Data extracted from a collection:
•••

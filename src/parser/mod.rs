// file: src/parser/mod.rs
// description: markdown parsing module exports
// reference: internal module structure

pub mod frontmatter;
pub mod markdown;

pub use frontmatter::{Frontmatter, FrontmatterParser};
pub use markdown::{Heading, MarkdownParser, ParsedMarkdown};
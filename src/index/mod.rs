// file: src/index/mod.rs
// description: search index client and batching module exports
// reference: internal module structure

pub mod batch;
pub mod provider;
pub mod solr;

pub use batch::{BatchSink, FlushOutcome, SinkStats};
pub use provider::{SearchIndex, UpdateResponse};
pub use solr::SolrClient;
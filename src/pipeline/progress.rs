// file: src/pipeline/progress.rs
// description: live ingestion counters and spinner rendering
// reference: uses indicatif for progress display and tracks ingestion metrics

use colored::Colorize;
use indicatif::{ProgressBar, ProgressStyle};
use std::time::{Duration, Instant};
use tracing::info;

#[derive(Debug, Clone, Default, PartialEq, Eq)]
pub struct IngestStats {
    pub files_indexed: usize,
    pub files_failed: usize,
    pub walk_errors: usize,
    pub rows_indexed: usize,
    pub flushes: usize,
    pub failed_flushes: usize,
    pub elapsed_ms: u128,
}

impl IngestStats {
    pub fn new() -> Self {
        Self::default()
    }

    pub fn documents_indexed(&self) -> usize {
        self.files_indexed + self.rows_indexed
    }

    pub fn file_success_rate(&self) -> f64 {
        let total = self.files_indexed + self.files_failed;
        if total == 0 {
            return 0.0;
        }
        (self.files_indexed as f64 / total as f64) * 100.0
    }

    /// The one-line run summary.
    pub fn summary_line(&self) -> String {
        format!(
            "Total Time Taken: {} milliseconds to index {} SQL rows and {} documents",
            self.elapsed_ms, self.rows_indexed, self.files_indexed
        )
    }
}

/// Counters plus an optional spinner; the total is unknown up front so a
/// spinner is used instead of a bar.
pub struct ProgressTracker {
    spinner: ProgressBar,
    colored: bool,
    stats: IngestStats,
    start_time: Instant,
}

impl ProgressTracker {
    pub fn new(visible: bool, colored: bool) -> Self {
        let spinner = if visible {
            create_spinner(colored)
        } else {
            ProgressBar::hidden()
        };

        Self {
            spinner,
            colored,
            stats: IngestStats::new(),
            start_time: Instant::now(),
        }
    }

    /// Restyles the spinner in place.
    pub fn set_colored(&mut self, colored: bool) {
        self.colored = colored;
        if let Ok(style) = ProgressStyle::default_spinner().template(spinner_template(colored)) {
            self.spinner.set_style(style);
        }
    }

    pub fn is_colored(&self) -> bool {
        self.colored
    }

    pub fn inc_files_indexed(&mut self) {
        self.stats.files_indexed += 1;
        self.refresh();
    }

    pub fn inc_files_failed(&mut self) {
        self.stats.files_failed += 1;
        self.refresh();
    }

    pub fn inc_walk_errors(&mut self) {
        self.stats.walk_errors += 1;
        self.refresh();
    }

    pub fn inc_rows_indexed(&mut self) {
        self.stats.rows_indexed += 1;
        self.refresh();
    }

    pub fn set_flushes(&mut self, flushes: usize, failed: usize) {
        self.stats.flushes = flushes;
        self.stats.failed_flushes = failed;
    }

    pub fn set_message(&self, message: impl Into<String>) {
        self.spinner.set_message(message.into());
    }

    pub fn elapsed(&self) -> Duration {
        self.start_time.elapsed()
    }

    pub fn finish(&self) {
        self.spinner.finish_and_clear();
    }

    pub fn get_stats(&self) -> IngestStats {
        IngestStats {
            elapsed_ms: self.elapsed().as_millis(),
            ..self.stats.clone()
        }
    }

    fn refresh(&self) {
        self.spinner.set_message(format!(
            "Files: {} | Failed: {} | Rows: {}",
            self.stats.files_indexed, self.stats.files_failed, self.stats.rows_indexed
        ));
        self.spinner.tick();
    }
}

impl Drop for ProgressTracker {
    fn drop(&mut self) {
        self.finish();
    }
}

fn spinner_template(colored: bool) -> &'static str {
    if colored {
        "{spinner:.green} [{elapsed_precise}] {msg}"
    } else {
        "{spinner} [{elapsed_precise}] {msg}"
    }
}

fn create_spinner(colored: bool) -> ProgressBar {
    let spinner = ProgressBar::new_spinner();
    if let Ok(style) = ProgressStyle::default_spinner().template(spinner_template(colored)) {
        spinner.set_style(style);
    }
    spinner.enable_steady_tick(Duration::from_millis(120));
    spinner
}

pub fn log_final_stats(stats: &IngestStats) {
    info!("{}", "=== Ingestion Summary ===".bold());
    info!("Files indexed: {}", stats.files_indexed);
    info!("Files failed: {}", stats.files_failed);
    if stats.walk_errors > 0 {
        info!("Unreadable entries: {}", stats.walk_errors);
    }
    info!("Rows indexed: {}", stats.rows_indexed);
    info!(
        "Flushes: {} ({} failed)",
        stats.flushes, stats.failed_flushes
    );
    if stats.files_indexed + stats.files_failed > 0 {
        info!("File success rate: {:.1}%", stats.file_success_rate());
    }
}

#[cfg(test)]
mod tests {
    use super::*;

    #[test]
    fn test_stats_calculations() {
        let stats = IngestStats {
            files_indexed: 9,
            files_failed: 1,
            rows_indexed: 5,
            ..IngestStats::new()
        };

        assert_eq!(stats.documents_indexed(), 14);
        assert!((stats.file_success_rate() - 90.0).abs() < 0.01);
        assert_eq!(IngestStats::new().file_success_rate(), 0.0);
    }

    #[test]
    fn test_summary_line() {
        let stats = IngestStats {
            files_indexed: 3,
            rows_indexed: 2,
            elapsed_ms: 1500,
            ..IngestStats::new()
        };

        assert_eq!(
            stats.summary_line(),
            "Total Time Taken: 1500 milliseconds to index 2 SQL rows and 3 documents"
        );
    }

    #[test]
    fn test_hidden_tracker_counts() {
        let mut tracker = ProgressTracker::new(false, false);

        tracker.inc_files_indexed();
        tracker.inc_files_indexed();
        tracker.inc_files_failed();
        tracker.inc_rows_indexed();
        tracker.set_flushes(2, 1);

        let stats = tracker.get_stats();
        assert_eq!(stats.files_indexed, 2);
        assert_eq!(stats.files_failed, 1);
        assert_eq!(stats.rows_indexed, 1);
        assert_eq!(stats.failed_flushes, 1);
    }

    #[test]
    fn test_uncolored_spinner_has_no_color_directive() {
        assert!(spinner_template(true).contains(".green"));
        assert!(!spinner_template(false).contains(".green"));

        let mut tracker = ProgressTracker::new(false, true);
        assert!(tracker.is_colored());
        tracker.set_colored(false);
        assert!(!tracker.is_colored());
    }
}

•••

**PROBLEM STATEMENT:** Once the line with "pub fn set_flushes(&mut" is found in the records above, print exactly that line and every line after it through the line with "spinner.enable_steady_tick(Duration::from_millis(120));".

**WRITTEN RESPONSE:**
    pub fn set_flushes(&mut self, flushes: usize, failed: usize) {
        self.stats.flushes = flushes;
        self.stats.failed_flushes = failed;
    }

    pub fn set_message(&self, message: impl Into<String>) {
        self.spinner.set_message(message.into());
    }

    pub fn elapsed(&self) -> Duration {
        self.start_time.elapsed()
    }

    pub fn finish(&self) {
        self.spinner.finish_and_clear();
    }

    pub fn get_stats(&self) -> IngestStats {
        IngestStats {
            elapsed_ms: self.elapsed().as_millis(),
            ..self.stats.clone()
        }
    }

    fn refresh(&self) {
        self.spinner.set_message(format!(
            "Files: {} | Failed: {} | Rows: {}",
            self.stats.files_indexed, self.stats.files_failed, self.stats.rows_indexed
        ));
        self.spinner.tick();
    }
}

impl Drop for ProgressTracker {
    fn drop(&mut self) {
        self.finish();
    }
}

fn spinner_template(colored: bool) -> &'static str {
    if colored {
        "{spinner:.green} [{elapsed_precise}] {msg}"
    } else {
        "{spinner} [{elapsed_precise}] {msg}"
    }
}

fn create_spinner(colored: bool) -> ProgressBar {
    let spinner = ProgressBar::new_spinner();
    if let Ok(style) = ProgressStyle::default_spinner().template(spinner_template(colored)) {
        spinner.set_style(style);
    }
    spinner.enable_steady_tick(Duration::from_millis(120));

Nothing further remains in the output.